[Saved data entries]
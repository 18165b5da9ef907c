//! # News Reader
//!
//! A terminal front-end for a JSON news API. It shows the default article
//! list and a search box whose suggestions are fetched after a quiet period
//! following the last keystroke.
//!
//! ## Architecture
//!
//! Everything runs on one thread inside a [`tokio::task::LocalSet`]:
//! 1. **Host** ([`host`]): reads stdin lines and turns them into input and
//!    pointer events, redraws on request
//! 2. **Components** ([`components`]): the news list and the search header,
//!    each owning its own state
//! 3. **Scheduling** ([`debounce`]): single-slot cancelable delayed task
//! 4. **API** ([`api`]): `GET <base>/<path>` decoded into [`models::Article`]s
//!
//! Fetch failures never reach the view: they are logged and the component
//! keeps what it was already showing.

pub mod api;
pub mod cli;
pub mod components;
pub mod config;
pub mod debounce;
pub mod error;
pub mod events;
pub mod host;
pub mod layout;
pub mod models;

#[cfg(test)]
pub(crate) mod testing;
//! Test doubles shared by the component tests.

use std::cell::RefCell;
use std::collections::HashMap;
use std::rc::Rc;
use std::time::Duration;

use tokio::net::TcpListener;
use tokio::task::JoinHandle;
use tokio::time::sleep;
use url::Url;

use crate::api::NewsApi;
use crate::error::ApiError;
use crate::models::{Article, Source};

#[derive(Debug, Clone)]
struct Scripted {
    delay: Duration,
    result: Result<Vec<Article>, u16>,
}

/// In-memory [`NewsApi`] that answers from a per-path script and records
/// every path it was asked for. Unscripted paths fail with status 404.
#[derive(Debug, Default)]
pub struct ScriptedApi {
    script: RefCell<HashMap<String, Scripted>>,
    calls: RefCell<Vec<String>>,
}

impl ScriptedApi {
    pub fn new() -> Rc<Self> {
        Rc::new(Self::default())
    }

    pub fn respond(&self, path: &str, articles: Vec<Article>) {
        self.respond_after(path, Duration::ZERO, articles);
    }

    pub fn respond_after(&self, path: &str, delay: Duration, articles: Vec<Article>) {
        self.script.borrow_mut().insert(
            path.to_string(),
            Scripted {
                delay,
                result: Ok(articles),
            },
        );
    }

    pub fn fail(&self, path: &str, status: u16) {
        self.script.borrow_mut().insert(
            path.to_string(),
            Scripted {
                delay: Duration::ZERO,
                result: Err(status),
            },
        );
    }

    pub fn calls(&self) -> Vec<String> {
        self.calls.borrow().clone()
    }
}

impl NewsApi for ScriptedApi {
    async fn get(&self, path: &str) -> Result<Vec<Article>, ApiError> {
        self.calls.borrow_mut().push(path.to_string());
        let scripted = self.script.borrow().get(path).cloned();
        let Some(scripted) = scripted else {
            return Err(ApiError::Status(404));
        };
        if !scripted.delay.is_zero() {
            sleep(scripted.delay).await;
        }
        scripted.result.map_err(ApiError::Status)
    }
}

pub fn article(title: &str) -> Article {
    Article {
        title: title.to_string(),
        description: format!("About {}", title),
        image_url: format!("https://img.example.com/{}.jpg", title),
        source: Some(Source {
            name: "Wire".to_string(),
        }),
        published_at: "2025-05-06T14:30:00Z".to_string(),
    }
}

pub fn titles(articles: &[Article]) -> Vec<String> {
    articles.iter().map(|a| a.title.clone()).collect()
}

/// Accept one connection and never answer it. Returns the base URL to point
/// a client at; abort the handle to close the socket.
pub async fn silent_server() -> (Url, JoinHandle<()>) {
    let listener = TcpListener::bind("127.0.0.1:0").await.unwrap();
    let addr = listener.local_addr().unwrap();
    let handle = tokio::spawn(async move {
        let (_socket, _) = listener.accept().await.unwrap();
        sleep(Duration::from_secs(30)).await;
    });
    (Url::parse(&format!("http://{}/api", addr)).unwrap(), handle)
}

» **Instructions to follow**:
Copy the entries word for word. Start at the first line and end with the line containing "#[derive(Debug, Default)]".

» **Exercise output**:
repository 18165b5da9ef907c
//! # News Reader
//!
//! A terminal front-end for a JSON news API. It shows the default article
//! list and a search box whose suggestions are fetched after a quiet period
//! following the last keystroke.
//!
//! ## Architecture
//!
//! Everything runs on one thread inside a [`tokio::task::LocalSet`]:
//! 1. **Host** ([`host`]): reads stdin lines and turns them into input and
//!    pointer events, redraws on request
//! 2. **Components** ([`components`]): the news list and the search header,
//!    each owning its own state
//! 3. **Scheduling** ([`debounce`]): single-slot cancelable delayed task
//! 4. **API** ([`api`]): `GET <base>/<path>` decoded into [`models::Article`]s
//!
//! Fetch failures never reach the view: they are logged and the component
//! keeps what it was already showing.

pub mod api;
pub mod cli;
pub mod components;
pub mod config;
pub mod debounce;
pub mod error;
pub mod events;
pub mod host;
pub mod layout;
pub mod models;

#[cfg(test)]
pub(crate) mod testing;
//! Test doubles shared by the component tests.

use std::cell::RefCell;
use std::collections::HashMap;
use std::rc::Rc;
use std::time::Duration;

use tokio::net::TcpListener;
use tokio::task::JoinHandle;
use tokio::time::sleep;
use url::Url;

use crate::api::NewsApi;
use crate::error::ApiError;
use crate::models::{Article, Source};

#[derive(Debug, Clone)]
struct Scripted {
    delay: Duration,
    result: Result<Vec<Article>, u16>,
}

/// In-memory [`NewsApi`] that answers from a per-path script and records
/// every path it was asked for. Unscripted paths fail with status 404.
#[derive(Debug, Default)]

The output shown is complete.